L’okapi, un giraffide “travestito” da zebra

L’okapi, un giraffide “travestito” da zebra

Articolo di Gabriele La Malfa

Probabilmente osservando un’okapi (Okapia johnstoni) la prima cosa che salta all’occhio sono le strisce bianco-nere sulle zampe anteriori e posteriori. Proprio tale caratteristica indusse in errore i primi esploratori/studiosi europei, che credettero questo animale una sorta di incrocio tra una zebra e una giraffa (quello che sarebbe potuto essere l’anello di congiunzione tra equidi e giraffidi).
In seguito lo studio del DNA confutò la suddetta teoria, evidenziando, invece, come l’animale fosse strettamente imparentato con la giraffa. Tra l’altro I’Okapia jhonstoni e la Giraffa camelopardalis sono le uniche due specie viventi della famiglia dei giraffidi (Giraffidae).

Le dimensioni dell’okapi sono quelle di un cavallo medio-piccolo, ossia circa 1,5 metri di altezza al garrese (il punto più alto del dorso, la zona d’incontro tra collo e scapole), 2,5 metri di lunghezza complessiva e un peso tra i 200 e i 350 kg.

Oltre alle zebrature sulle zampe altre peculiarità dell’okapi sono il lungo collo estremamente mobile (di certo non raffrontabile con quello della giraffa), le piccole corna coperte di pelle presenti sul capo dei maschi (ossiconi), analoghe a quelle della giraffa, e la flessibile e lunghissima lingua, che gli consente di raggiungere addirittura le palpebre e le orecchie (caratteristica unica tra i mammiferi odierni).

Gli okapi sono diffusi nelle foreste pluviali nord-orientali della Repubblica Democratica del Congo (Centro Africa) e sono animali solitari e territoriali, si riuniscono soltanto nel periodo degli accoppiamenti (tra maggio e giugno e tra novembre e dicembre). La gestazione della femmina dura circa 14-15 mesi e, salvo casi eccezionali, viene dato alla luce un singolo cucciolo.

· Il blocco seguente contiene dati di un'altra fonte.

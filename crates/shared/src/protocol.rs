use chrono::{DateTime, Utc};
use serde::{Deserialize, Deserializer, Serialize};
use url::Url;

use crate::{
    domain::{ItemId, ItemKind, ListId, PriorityLabel, UserId},
    error::RealtimeError,
};

/// Marks a request to the coordinator endpoint as coming from the mutation layer.
pub const INTERNAL_HEADER: &str = "x-party-internal";
pub const NAMESPACE_HEADER: &str = "x-party-namespace";
pub const ROOM_HEADER: &str = "x-party-room";
pub const LIST_NAMESPACE: &str = "list";

pub fn list_socket_segments(list_id: &ListId) -> [&str; 3] {
    ["ws", "list", list_id.as_str()]
}

pub fn internal_broadcast_segments(list_id: &ListId) -> [&str; 3] {
    ["parties", LIST_NAMESPACE, list_id.as_str()]
}

/// Appends percent-encoded path segments to `base`, keeping any path prefix
/// it already has. `None` when `base` cannot carry a path.
pub fn endpoint_url<'a>(
    base: &Url,
    segments: impl IntoIterator<Item = &'a str>,
) -> Option<Url> {
    let mut url = base.clone();
    url.path_segments_mut()
        .ok()?
        .pop_if_empty()
        .extend(segments);
    Some(url)
}

#[derive(Debug, Clone, PartialEq, Eq, Serialize, Deserialize)]
pub struct UserIdentity {
    pub id: UserId,
    pub name: String,
    pub email: String,
}

impl UserIdentity {
    pub fn presence(&self) -> PresenceUser {
        PresenceUser {
            id: self.id.clone(),
            name: self.name.clone(),
        }
    }
}

#[derive(Debug, Clone, PartialEq, Eq, Serialize, Deserialize)]
pub struct PresenceUser {
    pub id: UserId,
    pub name: String,
}

#[derive(Debug, Clone, PartialEq, Serialize, Deserialize)]
#[serde(rename_all = "camelCase")]
pub struct ItemSnapshot {
    pub id: ItemId,
    #[serde(rename = "type")]
    pub kind: ItemKind,
    pub external_id: Option<i64>,
    pub title: String,
    pub overview: Option<String>,
    pub duration: Option<i64>,
    pub episode_count: Option<i64>,
    pub rating: Option<i64>,
    pub release_date: Option<DateTime<Utc>>,
    pub poster_url: Option<String>,
    pub watched_at: Option<DateTime<Utc>>,
    pub priority: i64,
    pub created_at: DateTime<Utc>,
}

impl ItemSnapshot {
    pub fn is_watched(&self) -> bool {
        self.watched_at.is_some()
    }
}

#[derive(Debug, Clone, Copy, PartialEq, Eq, Hash)]
pub enum ListEventKind {
    UsersUpdated,
    ItemCreated,
    ItemUpdated,
    ItemRemoved,
}

impl ListEventKind {
    pub fn as_str(self) -> &'static str {
        match self {
            ListEventKind::UsersUpdated => "users-updated",
            ListEventKind::ItemCreated => "item-created",
            ListEventKind::ItemUpdated => "item-updated",
            ListEventKind::ItemRemoved => "item-removed",
        }
    }
}

#[derive(Debug, Clone, PartialEq, Serialize, Deserialize)]
#[serde(tag = "type", rename_all = "kebab-case")]
pub enum ListEvent {
    UsersUpdated {
        users: Vec<PresenceUser>,
    },
    ItemCreated {
        item: ItemSnapshot,
    },
    ItemUpdated {
        item: ItemSnapshot,
    },
    ItemRemoved {
        #[serde(rename = "itemId")]
        item_id: ItemId,
    },
}

impl ListEvent {
    pub fn kind(&self) -> ListEventKind {
        match self {
            ListEvent::UsersUpdated { .. } => ListEventKind::UsersUpdated,
            ListEvent::ItemCreated { .. } => ListEventKind::ItemCreated,
            ListEvent::ItemUpdated { .. } => ListEventKind::ItemUpdated,
            ListEvent::ItemRemoved { .. } => ListEventKind::ItemRemoved,
        }
    }

    /// Encodes the event as a text frame. Timestamps are written as RFC 3339
    /// strings and decode back into `DateTime<Utc>`.
    pub fn to_wire(&self) -> Result<String, serde_json::Error> {
        serde_json::to_string(self)
    }

    pub fn from_wire(text: &str) -> Result<Self, RealtimeError> {
        serde_json::from_str(text).map_err(|err| RealtimeError::MalformedEvent(err.to_string()))
    }
}

#[derive(Debug, Clone, PartialEq, Serialize, Deserialize)]
pub struct BroadcastEnvelope {
    pub event: ListEvent,
    #[serde(default)]
    pub except: Vec<UserId>,
}

impl BroadcastEnvelope {
    pub fn new(event: ListEvent, except: Vec<UserId>) -> Self {
        Self { event, except }
    }

    pub fn excludes(&self, user_id: &UserId) -> bool {
        self.except.contains(user_id)
    }
}

#[derive(Debug, Clone, PartialEq, Eq, Serialize, Deserialize)]
pub struct ListSummary {
    pub id: ListId,
    pub name: String,
}

#[derive(Debug, Clone, PartialEq, Eq, Serialize, Deserialize)]
pub struct NewList {
    pub name: String,
}

#[derive(Debug, Clone, PartialEq, Eq, Serialize, Deserialize)]
#[serde(rename_all = "camelCase")]
pub struct ListRename {
    pub new_name: String,
}

/// Aggregates over a list's items. Durations are summed minutes; a list
/// without rated items has no average.
#[derive(Debug, Clone, PartialEq, Serialize, Deserialize)]
#[serde(rename_all = "camelCase")]
pub struct ListStats {
    pub count: i64,
    pub watched_count: i64,
    pub total_duration: i64,
    pub watched_duration: i64,
    pub average_rating: Option<f64>,
}

#[derive(Debug, Clone, PartialEq, Serialize, Deserialize)]
#[serde(rename_all = "camelCase")]
pub struct ListDetails {
    pub id: ListId,
    pub name: String,
    pub created_at: DateTime<Utc>,
    pub users: Vec<UserIdentity>,
    pub stats: ListStats,
}

/// Response body of the internal broadcast endpoint.
#[derive(Debug, Clone, Copy, PartialEq, Eq, Serialize, Deserialize)]
pub struct DeliveryReceipt {
    pub delivered: usize,
}

#[derive(Debug, Clone, PartialEq, Serialize, Deserialize)]
#[serde(rename_all = "camelCase")]
pub struct NewItem {
    #[serde(rename = "type", default)]
    pub kind: ItemKind,
    #[serde(default)]
    pub external_id: Option<i64>,
    pub title: String,
    #[serde(default)]
    pub overview: Option<String>,
    #[serde(default)]
    pub duration: Option<i64>,
    #[serde(default)]
    pub episode_count: Option<i64>,
    #[serde(default)]
    pub rating: Option<i64>,
    #[serde(default)]
    pub release_date: Option<DateTime<Utc>>,
    #[serde(default)]
    pub poster_url: Option<String>,
    #[serde(default)]
    pub priority: i64,
}

impl NewItem {
    pub fn titled(title: impl Into<String>) -> Self {
        Self {
            kind: ItemKind::Movie,
            external_id: None,
            title: title.into(),
            overview: None,
            duration: None,
            episode_count: None,
            rating: None,
            release_date: None,
            poster_url: None,
            priority: 0,
        }
    }
}

/// Partial edit of an item. For nullable columns `Some(None)` clears the value
/// and `None` leaves it untouched.
#[derive(Debug, Clone, Default, PartialEq, Serialize, Deserialize)]
#[serde(rename_all = "camelCase")]
pub struct ItemUpdate {
    #[serde(default, skip_serializing_if = "Option::is_none")]
    pub title: Option<String>,
    #[serde(
        default,
        skip_serializing_if = "Option::is_none",
        deserialize_with = "double_option"
    )]
    pub overview: Option<Option<String>>,
    #[serde(rename = "type", default, skip_serializing_if = "Option::is_none")]
    pub kind: Option<ItemKind>,
    #[serde(
        default,
        skip_serializing_if = "Option::is_none",
        deserialize_with = "double_option"
    )]
    pub duration: Option<Option<i64>>,
    #[serde(
        default,
        skip_serializing_if = "Option::is_none",
        deserialize_with = "double_option"
    )]
    pub episode_count: Option<Option<i64>>,
    #[serde(default, skip_serializing_if = "Option::is_none")]
    pub priority: Option<i64>,
    #[serde(
        default,
        skip_serializing_if = "Option::is_none",
        deserialize_with = "double_option"
    )]
    pub watched_at: Option<Option<DateTime<Utc>>>,
}

impl ItemUpdate {
    pub fn is_empty(&self) -> bool {
        *self == ItemUpdate::default()
    }
}

fn double_option<'de, D, T>(deserializer: D) -> Result<Option<Option<T>>, D::Error>
where
    D: Deserializer<'de>,
    T: Deserialize<'de>,
{
    Option::<T>::deserialize(deserializer).map(Some)
}

#[derive(Debug, Clone, Copy, PartialEq, Eq, Default, Serialize, Deserialize)]
#[serde(rename_all = "camelCase")]
pub enum SortBy {
    Duration,
    Rating,
    #[default]
    DateAdded,
    Priority,
}

#[derive(Debug, Clone, Copy, PartialEq, Eq, Default, Serialize, Deserialize)]
#[serde(rename_all = "lowercase")]
pub enum SortOrder {
    Asc,
    #[default]
    Desc,
}

#[derive(Debug, Clone, Copy, PartialEq, Eq, Default, Serialize, Deserialize)]
#[serde(rename_all = "lowercase")]
pub enum PriorityFilter {
    High,
    Normal,
    Low,
    #[default]
    Any,
}

impl PriorityFilter {
    pub fn matches(self, priority: i64) -> bool {
        let label = PriorityLabel::from_priority(priority);
        match self {
            PriorityFilter::Any => true,
            PriorityFilter::High => label == PriorityLabel::High,
            PriorityFilter::Normal => label == PriorityLabel::Normal,
            PriorityFilter::Low => label == PriorityLabel::Low,
        }
    }
}

#[derive(Debug, Clone, Copy, PartialEq, Eq, Default, Serialize, Deserialize)]
#[serde(rename_all = "camelCase")]
pub struct ItemsFilter {
    #[serde(default)]
    pub sort_by: SortBy,
    #[serde(default)]
    pub sort_order: SortOrder,
    #[serde(default)]
    pub priority: PriorityFilter,
}

#[cfg(test)]
#[path = "tests/protocol_tests.rs"]
mod tests;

Vivendo in un ambiente chiaramente meno illuminato rispetto alla savana (foresta pluviale) ed essendo attivo anche durante alcune ore della notte, l’okapi ha una serie di adattamenti sensoriali differenti rispetto alla cugina giraffa. Vista meno acuta, ma retina ricca di bastoncelli (cellule fotosensibili che consentono la visione “monocromatica” in caso di scarsa luminosità), orecchie e timpani molto sviluppati, apparato dell’olfatto estremamente efficiente.

Fino a poco tempo fa gli okapi non erano considerati una specie a rischio d’estinzione, tuttavia in seguito a recenti controlli si è rilevato un significativo calo della popolazione dal 1995 ad oggi, situazione che potrebbe peggiorare ulteriormente in mancanza di efficaci azioni di tutela.
Il suo principale predatore naturale è il leopardo, ma, come spesso avviene, non è lui a costituire il reale problema, bensì l’uomo con la caccia e la distruzione degli habitat naturali.

L’okapi è un ungulato erbivoro appartenente al sottordine dei ruminanti (Ruminantia), pertanto possiede uno stomaco diviso in 4 cavità (3 prestomaci “reticolo, rumine, omaso” ed uno stomaco ghiandolare “abomaso”) e presenta il comportamento delle ruminazione (l’animale rigurgita nella bocca il materiale vegetale precedentemente ingerito, lo tritura finemente, lo insaliva e lo ingurgita di nuovo, questo  allo scopo di favorire le reazioni fermentative operate dai microrganismi dei 3 prestomaci).

Okapi maschio

Okapi è il nome usato dai pigmei per identificare l’animale, il nome della specie “johnstoni” deriva dallo studioso inglese Harry Johnston, che lo descrisse formalmente nel 1901. Anche se in realtà il primo esploratore europeo che lo osservò fu Henry Morton Stanley nel 1887.

Okapi lingua

Nella foto si può notare la lunghissima lingua e l’estrema mobilità del collo. Sebbene l’okapi non possa vantare le stesse “misure” delle giraffa, mettendosi sulle zampe posteriori e sfruttando al massimo l’atipica lingua può arrivare a strappare foglie e germogli dagli alberi fino a circa 3 metri di altezza.